Tim, that's a good suggestion. Let me take it a step further: parchment paper. Parchment paper is a white, non-waxy paper used for baking, so it has a higher ignition point than the waxed paper. I noticed one of my old passenger cars had the original paper diffuser inside it, and it looks like nothing more than a piece of mom's parchment paper. It tends to done out the bright spot, as you observed, and imparts a golden glow to the car's lighting.


----------



## tjcruiser

Reckers said:


> Parchment paper ...


Excellent idea ... would be a great light filter, I think!

TJ


----------



## Timboy

I like Reckers spin on it as well and I even have a roll of parchment paper. It is now on my "to do" list, after building one more deck bridge.


----------



## T-Man

I read somewhere that a light blue interior helps the lighting. Some layouts are designed for night lighting and use a lot of blue shades.
I use milk jug plastic for windows. 

It looks great! 

Just get the wire strippers off the track!


----------



## flyernut

T-Man said:


> I read somewhere that a light blue interior helps the lighting. Some layouts are designed for night lighting and use a lot of blue shades.
> I use milk jug plastic for windows.
> 
> It looks great!
> 
> Just get the wire strippers off the track!

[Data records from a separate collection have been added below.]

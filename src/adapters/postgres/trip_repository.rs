//! PostgreSQL implementation of TripRepository.
//!
//! Writes the `trips` row only. Delete clears `shortest_paths` and the trip
//! in a single transaction.

use async_trait::async_trait;
use sqlx::{PgPool, Row};

use super::trip_rows::{db_error, load_trip};
use crate::domain::foundation::{DomainError, ErrorCode, TripId};
use crate::domain::trip::{Trip, TripFields};
use crate::ports::TripRepository;

/// PostgreSQL implementation of TripRepository.
#[derive(Clone)]
pub struct PostgresTripRepository {
    pool: PgPool,
}

impl PostgresTripRepository {
    /// Creates a new PostgresTripRepository.
    pub fn new(pool: PgPool) -> Self {
        Self { pool }
    }
}

#[async_trait]
impl TripRepository for PostgresTripRepository {
    async fn create(&self, fields: &TripFields) -> Result<Trip, DomainError> {
        let mut tx = self
            .pool
            .begin()
            .await
            .map_err(db_error("Failed to begin transaction"))?;

        let row = sqlx::query(
            r#"
            INSERT INTO trips (name, types, days, con_id, acc_id)
            VALUES ($1, $2, $3, $4, $5)
            RETURNING id
            "#,
        )
        .bind(&fields.name)
        .bind(&fields.trip_type)
        .bind(fields.days_i32())
        .bind(fields.condition_id.map(|id| id.as_i64()))
        .bind(fields.accommodation_id.map(|id| id.as_i64()))
        .fetch_one(&mut *tx)
        .await
        .map_err(db_error("Failed to insert trip"))?;

        let id = TripId::new(row.try_get("id").map_err(db_error("Failed to get id"))?);

        let trip = load_trip(&mut tx, &id).await?.ok_or_else(|| {
            DomainError::database(format!("Inserted trip {} could not be read back", id))
        })?;

        tx.commit()
            .await
            .map_err(db_error("Failed to commit transaction"))?;

        Ok(trip)
    }

    async fn update(&self, id: &TripId, fields: &TripFields) -> Result<Trip, DomainError> {
        let mut tx = self
            .pool
            .begin()
            .await
            .map_err(db_error("Failed to begin transaction"))?;

        let result = sqlx::query(
            r#"
            UPDATE trips SET
                name = $2,
                types = $3,
                days = $4,
                con_id = $5,
                acc_id = $6,
                updated_at = now()
            WHERE id = $1
            "#,
        )
        .bind(id.as_i64())
        .bind(&fields.name)
        .bind(&fields.trip_type)
        .bind(fields.days_i32())
        .bind(fields.condition_id.map(|id| id.as_i64()))
        .bind(fields.accommodation_id.map(|id| id.as_i64()))
        .execute(&mut *tx)
        .await
        .map_err(db_error("Failed to update trip"))?;

        if result.rows_affected() == 0 {
            return Err(DomainError::new(
                ErrorCode::TripNotFound,
                format!("Trip not found: {}", id),
            ));
        }

        let trip = load_trip(&mut tx, id).await?.ok_or_else(|| {
            DomainError::database(format!("Updated trip {} could not be read back", id))
        })?;

        tx.commit()
            .await
            .map_err(db_error("Failed to commit transaction"))?;

        Ok(trip)
    }

    async fn delete(&self, id: &TripId) -> Result<(), DomainError> {
        let mut tx = self
            .pool
            .begin()
            .await
            .map_err(db_error("Failed to begin transaction"))?;

        // Dropping `tx` on any early return rolls both steps back.
        sqlx::query("DELETE FROM shortest_paths WHERE trip_id = $1")
            .bind(id.as_i64())
            .execute(&mut *tx)
            .await
            .map_err(|e| {
                DomainError::new(
                    ErrorCode::PathDeleteFailed,
                    format!("Failed to delete paths of trip {}: {}", id, e),
                )
            })?;

        sqlx::query("DELETE FROM trips WHERE id = $1")
            .bind(id.as_i64())
            .execute(&mut *tx)
            .await
            .map_err(|e| {
                DomainError::new(
                    ErrorCode::TripDeleteFailed,
                    format!("Failed to delete trip {}: {}", id, e),
                )
            })?;

        tx.commit()
            .await
            .map_err(db_error("Failed to commit transaction"))?;

        Ok(())
    }
}
//! Configuration error types

use thiserror::Error;

/// Errors that can occur during configuration loading
#[derive(Debug, Error)]
pub enum ConfigError {
    #[error("Configuration loading failed: {0}")]
    LoadError(#[from] config::ConfigError),

    #[error("Validation failed: {0}")]
    ValidationFailed(#[from] ValidationError),
}

/// Errors that can occur during configuration validation
#[derive(Debug, Error)]
pub enum ValidationError {
    #[error("Required configuration missing: {0}")]
    MissingRequired(&'static str),

    #[error("Invalid bind address: {0}")]
    InvalidBindAddress(String),

    #[error("Invalid port number")]
    InvalidPort,

    #[error("Invalid request timeout (expected 1..=300 seconds)")]
    InvalidTimeout,

    #[error("Invalid database URL format")]
    InvalidDatabaseUrl,

    #[error("Pool min_connections exceeds max_connections")]
    InvalidPoolSize,

    #[error("Pool size exceeds maximum allowed (100)")]
    PoolSizeTooLarge,

    #[error("Invalid export base URL")]
    InvalidExportUrl,

    #[error("Export base URL must use HTTPS in production")]
    ExportUrlMustBeHttps,
}
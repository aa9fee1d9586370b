//! Read-only entities a trip points at.

use crate::domain::foundation::{AccommodationId, ConditionId};

/// Travel condition (e.g. travel style) referenced by a trip.
#[derive(Debug, Clone, PartialEq, Eq)]
pub struct Condition {
    pub id: ConditionId,
    /// Descriptive style label.
    pub style: String,
}

/// Accommodation referenced by a trip.
#[derive(Debug, Clone, PartialEq, Eq)]
pub struct Accommodation {
    pub id: AccommodationId,
    pub name: String,
}
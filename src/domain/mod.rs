//! Domain layer containing business logic and domain types.
//!
//! # Module Organization
//!
//! - `foundation` - Shared domain primitives (IDs, errors)
//! - `trip` - Trip aggregate, path segments, referenced entities
//! - `export` - Sanitizing and formatting a trip for the template service

pub mod export;
pub mod foundation;
pub mod trip;
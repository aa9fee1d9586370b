//! Route configuration for trip endpoints.

use axum::routing::get;
use axum::Router;

use super::handlers::{
    create_trip, delete_trip, export_trip, get_trip, list_trips, update_trip, TripAppState,
};

/// Creates the trip router with all endpoints.
///
/// Routes:
/// - `POST /trips` - Create a trip
/// - `GET /trips` - List trips
/// - `GET /trips/:id` - Get a trip
/// - `PUT /trips/:id` - Replace a trip's fields
/// - `DELETE /trips/:id` - Delete a trip and its paths
/// - `GET|POST /trips/:id/export` - Export a trip through the template service
pub fn trip_router() -> Router<TripAppState> {
    Router::new()
        .route("/trips", get(list_trips).post(create_trip))
        .route(
            "/trips/:id",
            get(get_trip).put(update_trip).delete(delete_trip),
        )
        .route("/trips/:id/export", get(export_trip).post(export_trip))
}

Good eyes...You should see the other side of the layout!!


----------



## Timboy

I think we are coming up with some pretty decent little ideas here on this subject, gents.  So, in that spirit - I have something. It doesn't actually pertain to lighting a building, but it does go to making that building look more realistic once it is illuminated. How about giving the Plasticville buildings or whatever else we use - a detailed, custom hand-paint job? Doesn't have to involve an airbrush or other sophisticated equipment; just some patience and bottles of paint. I have seen a "before" and "after". It's amazing. Look at your Plasticville buildings. Imagine how much nicer they would look with a fresh coat of paint - slate roofs, red bricks, white trim, etc. If they are common pieces, why not. If they are scarce and valuable pieces - no! You all know that a mere coat of paint can make a house look like a million bucks, right? Miniaturize that concept. I plan on just that.


----------



## erkenbrand

Hmm, that's an interest idea, Tim. It might be pretty cool, and a definite change of pace. Do you have any pics of any done pieces?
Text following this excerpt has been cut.